WHAT NEEDS TO BE DONE: Copy every line that contains the string "served" from the entries below.

SUPPLIED MATERIAL:
+--

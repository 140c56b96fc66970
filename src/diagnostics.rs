//! Diagnostic sink shared by connection workers.
//!
//! A single `Arc<dyn Diagnostics>` is handed to every worker. Workers call it
//! concurrently, so events from different connections interleave in no
//! particular order.

use crate::http::request::Request;

pub trait Diagnostics: Send + Sync + 'static {
    /// A request was read and is about to be dispatched.
    fn request(&self, req: &Request);

    /// A connection failed while reading or writing. The worker closes it next.
    fn connection_error(&self, err: &anyhow::Error);

    /// A connection ended normally after serving `served` requests.
    fn connection_closed(&self, served: usize) {
        let _ = served;
    }

    /// A worker task panicked or was cancelled.
    fn worker_failed(&self, err: &tokio::task::JoinError);
}

/// Default sink, emitting `tracing` events.
#[derive(Debug, Default, Clone, Copy)]
pub struct TracingDiagnostics;

impl Diagnostics for TracingDiagnostics {
    fn request(&self, req: &Request) {
        tracing::info!("{} {}", req.method, req.path);
        for (name, value) in req.headers.iter() {
            tracing::debug!("  {name}: {value}");
        }
    }

    fn connection_error(&self, err: &anyhow::Error) {
        tracing::warn!("{err:#}");
    }

    fn connection_closed(&self, served: usize) {
        tracing::debug!(served, "connection closed");
    }

    fn worker_failed(&self, err: &tokio::task::JoinError) {
        tracing::error!(%err, "connection worker failed");
    }
}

+--

PROBLEM SOLUTION:
    /// A connection ended normally after serving `served` requests.
    fn connection_closed(&self, served: usize) {
        let _ = served;
    fn connection_closed(&self, served: usize) {
        tracing::debug!(served, "connection closed");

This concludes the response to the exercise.